(Stored items)
*** Begin section ***
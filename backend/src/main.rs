//! Backend entry-point: loads settings, opens the data file and serves the
//! user API, OpenAPI docs and health probes.

use std::net::{IpAddr, SocketAddr};
use std::sync::Arc;

use actix_web::web;
use ortho_config::OrthoConfig;
use tracing::{info, warn};
use tracing_subscriber::{EnvFilter, fmt};

use mockbank::domain::ports::UserStore;
use mockbank::inbound::http::health::HealthState;
use mockbank::outbound::persistence::JsonFileUserStore;
use mockbank::server::{ServerConfig, create_server};
use mockbank::settings::ServerSettings;

/// Application bootstrap.
#[actix_web::main]
async fn main() -> std::io::Result<()> {
    if let Err(e) = fmt()
        .with_env_filter(EnvFilter::from_default_env())
        .json()
        .try_init()
    {
        warn!(error = %e, "tracing init failed");
    }

    let settings = ServerSettings::load_from_iter(std::env::args_os())
        .map_err(|e| std::io::Error::other(format!("failed to load settings: {e}")))?;
    let host: IpAddr = settings.host().parse().map_err(|e| {
        std::io::Error::other(format!("invalid host '{}': {e}", settings.host()))
    })?;
    let bind_addr = SocketAddr::new(host, settings.port());

    let data_file = settings.data_file();
    let store = JsonFileUserStore::open(&data_file).map_err(std::io::Error::other)?;
    // Materialise the document up front so a corrupt file fails startup.
    let users = store
        .load()
        .await
        .map_err(|e| std::io::Error::other(format!("failed to load users: {e}")))?;
    info!(path = %store.path(), users = users.len(), "user document loaded");

    let health_state = web::Data::new(HealthState::new());
    let server = create_server(health_state, ServerConfig::new(bind_addr, Arc::new(store)))?;
    info!(docs = %format!("http://{bind_addr}/docs"), "API documentation available");
    server.await
}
*** End section ***
▸ Exercise prompt
If a line in the records contains the word "EnvFilter", copy it.

▸ Exercise answer
use tracing_subscriber::{EnvFilter, fmt};
        .with_env_filter(EnvFilter::from_default_env())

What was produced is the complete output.